Hybrid Search Explained

January 27, 2025 · 8 min read

Technology Partner Manager

Hybrid search

Hybrid search is a technique that combines multiple search algorithms to improve the accuracy and relevance of search results. It uses the best features of both keyword-based search algorithms with vector search techniques. By leveraging the strengths of different algorithms, it provides a more effective search experience for users.

The hybrid search feature was introduced in Weaviate 1.17. It uses sparse and dense vectors to represent the semantic meaning and context of search queries and documents. In this blog post, you will learn the definition of hybrid search, the role of sparse and dense vectors, when to use hybrid search, and more about the implementation of hybrid search in Weaviate and how to use it.

Sparse and Dense Vectors

Sparse and dense vectors are calculated with distinct algorithms. Sparse vectors have mostly zero values with only a few non-zero values, while dense vectors mostly contain non-zero values. Sparse embeddings are generated from algorithms like BM25 and SPLADE. Dense embeddings are generated from machine learning models like GloVe and Transformers.

Note, the current implementation of hybrid search in Weaviate uses BM25/BM25F and vector search.

If you’re interested to learn about how dense vector indexes are built and optimized in Weaviate, check out this article.

BM25

BM25 builds on the keyword scoring method TF-IDF (Term-Frequency Inverse-Document Frequency) by taking the Binary Independence Model from the IDF calculation and adding a normalization penalty that weighs a document’s length relative to the average length of all the documents in the database.

The formula below presents the scoring calculation of BM25:

score(D, Q) = \sum_{i=1}^{n} IDF(q_i) \frac{f(q_i, D) \cdot (k_1 + 1)}{f(q_i, D) + k_1 \cdot (1 - b + b \cdot \frac{|D|}{avgd_1})}

Source: Wikipedia page on Okapi BM25

The score of the document, query pair is determined by weighing the uniqueness of each keyword in the query relative to the collection of texts. BM25 contains additional static parameters, k1 and b that may help calibrate performance to particular datasets.

BM25F

BM25F was also implemented in Weaviate 1.17. BM25F is a variant of BM25 that allows multiple text fields per object to be given different weights in the ranking calculation. These weights are important for when fields in a document are more important than others. For example, a title may be given more weight than the abstract, since the title is sometimes more informative and concise. This type of weighting makes BM25F more flexible and customizable than BM25.

Dense Vector

Dense vectors represent information stored in a database; this includes text, images, and other types of data. These embeddings are generated from machine learning models that convert data to vectors. The vectors are densely packed with information and are mostly made up of non-zero values. The meaning of each value in the vector depends on the machine learning model that you used.

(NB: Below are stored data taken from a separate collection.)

//! Field paths used to pinpoint a value inside a (possibly nested) document.

use std::fmt;

/// One step of a [`FieldPath`].
#[derive(Debug, Clone, Copy, PartialEq, Eq)]
pub enum Segment {
  Name(&'static str),
  Index(usize),
}

/// Location of a field inside a document, rendered as
/// `encounters[2].submitter_id`.
#[derive(Debug, Clone, Default, PartialEq, Eq)]
pub struct FieldPath(Vec<Segment>);

impl FieldPath {
  pub fn root() -> Self { Self::default() }

  pub fn segments(&self) -> &[Segment] { &self.0 }

  /// A copy of this path extended by one field name.
  pub fn field(&self, name: &'static str) -> Self {
    self.child(Segment::Name(name))
  }

  /// A copy of this path extended by one element index.
  pub fn index(&self, index: usize) -> Self { self.child(Segment::Index(index)) }

  fn child(&self, segment: Segment) -> Self {
    let mut segments = self.0.clone();
    segments.push(segment);
    Self(segments)
  }

  /// Re-root this path underneath `parent`.
  pub fn within(self, parent: &FieldPath) -> Self {
    let mut segments = parent.0.clone();
    segments.extend(self.0);
    Self(segments)
  }
}

impl From<&'static str> for FieldPath {
  fn from(name: &'static str) -> Self { Self(vec![Segment::Name(name)]) }
}

impl fmt::Display for FieldPath {
  fn fmt(&self, f: &mut fmt::Formatter<'_>) -> fmt::Result {
    if self.0.is_empty() {
      return f.write_str("<root>");
    }
    for (i, segment) in self.0.iter().enumerate() {
      match segment {
        Segment::Name(name) if i == 0 => f.write_str(name)?,
        Segment::Name(name) => write!(f, ".{name}")?,
        Segment::Index(index) => write!(f, "[{index}]")?,
      }
    }
    Ok(())
  }
}
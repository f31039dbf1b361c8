//! Random but valid individuals and encounters for seeding an index.

use chrono::{DateTime, Duration, Utc};
use gumby_core::{Encounter, Enumeration, GeoPoint, Individual, Sex};
use rand::{Rng, seq::IndexedRandom};
use uuid::Uuid;

pub const SUBMITTERS: &[&str] = &[
  "julia", "alice", "henry", "josh", "fen", "margo", "kady", "penny", "eliot",
  "quentin",
];

pub const ALIASES: &[&str] =
  &["destiny", "amanda", "brook", "alex", "zoe", "naomi", "rick"];

/// Genus and its species.
pub const BINOMIAL_NOMENCLATURES: &[(&str, &[&str])] = &[(
  "balaenoptera",
  &["acutorostrata", "borealis", "brydei", "edeni", "musculus", "physalus"],
)];

/// Sightings fall between one day and two years before "now".
const MAX_AGE_DAYS: i64 = 365 * 2;

/// Latest `date_occurred` among `encounters`, or `None` if there are none.
pub fn last_sighting(encounters: &[Encounter]) -> Option<DateTime<Utc>> {
  encounters.iter().filter_map(|e| e.date_occurred).max()
}

/// Produces fixtures from a caller-supplied random source.
pub struct Fixtures<R> {
  rng: R,
  now: DateTime<Utc>,
}

impl<R: Rng> Fixtures<R> {
  pub fn new(rng: R) -> Self { Self::with_now(rng, Utc::now()) }

  /// Use a fixed reference time instead of the wall clock.
  pub fn with_now(rng: R, now: DateTime<Utc>) -> Self { Self { rng, now } }

  fn pick(&mut self, options: &[&'static str]) -> &'static str {
    options.choose(&mut self.rng).copied().unwrap_or_default()
  }

  /// Any member, or no value at all, with equal odds.
  fn sex(&mut self) -> Option<Sex> {
    let i = self.rng.random_range(0..=Sex::MEMBERS.len());
    Sex::MEMBERS.get(i).copied()
  }

  fn date_occurred(&mut self) -> DateTime<Utc> {
    self.now - Duration::days(self.rng.random_range(1..=MAX_AGE_DAYS))
  }

  /// A point with microdegree precision.
  fn point(&mut self) -> GeoPoint {
    let lat = self.rng.random_range(-90_000_000..=90_000_000);
    let lon = self.rng.random_range(-180_000_000..=180_000_000);
    GeoPoint {
      lat: f64::from(lat) / 1e6,
      lon: f64::from(lon) / 1e6,
    }
  }

  pub fn scientific_name(&mut self) -> (&'static str, &'static str) {
    match BINOMIAL_NOMENCLATURES.choose(&mut self.rng) {
      Some((genus, species)) => (*genus, self.pick(species)),
      None => ("", ""),
    }
  }

  /// A random encounter of the given taxon.
  pub fn encounter(&mut self, genus: &str, species: &str) -> Encounter {
    let point = self.point();
    let submitter = self.pick(SUBMITTERS);
    let has_annotation = self.rng.random_bool(0.5);
    Encounter {
      sex: self.sex(),
      date_occurred: Some(self.date_occurred()),
      genus: Some(genus.to_owned()),
      species: Some(species.to_owned()),
      ..Encounter::new(Uuid::new_v4(), point, submitter, has_annotation)
    }
  }

  /// A random individual owning `encounters`, with `last_sighting` derived
  /// from them.
  pub fn individual(
    &mut self,
    (genus, species): (&str, &str),
    encounters: Vec<Encounter>,
  ) -> Individual {
    Individual {
      name: Some(format!("TI-{:05}", self.rng.random_range(0..=99_999))),
      alias: Some(self.pick(ALIASES).to_owned()),
      genus: Some(genus.to_owned()),
      species: Some(species.to_owned()),
      last_sighting: last_sighting(&encounters),
      sex: self.sex(),
      encounters,
      ..Individual::new(Uuid::new_v4())
    }
  }

  /// A random individual with between 1 and `max_encounters` encounters.
  pub fn individual_with_encounters(&mut self, max_encounters: usize) -> Individual {
    let taxon = self.scientific_name();
    let count = self.rng.random_range(1..=max_encounters.max(1));
    let encounters = (0..count)
      .map(|_| self.encounter(taxon.0, taxon.1))
      .collect();
    self.individual(taxon, encounters)
  }
}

Vector databases, like Weaviate, store these embeddings and calculate the distance between the two vectors. Distance metrics show how similar or dissimilar two vector embeddings are. The search query is converted to a vector, similar to the data vectors, and the distance value determines how close the vectors are.

What is Hybrid Search?

Hybrid search merges dense and sparse vectors together to deliver the best of both search methods. Generally speaking, dense vectors excel at understanding the context of the query, whereas sparse vectors excel at keyword matches. Consider the query, “How to catch an Alaskan Pollock”. The dense vector representation is able to disambiguate “catch” as meaning fishing rather than baseball or sickness. The sparse vector search will match the phrase “Alaskan Pollock” only. This example query shows where hybrid search combines the best of both sparse and dense vectors.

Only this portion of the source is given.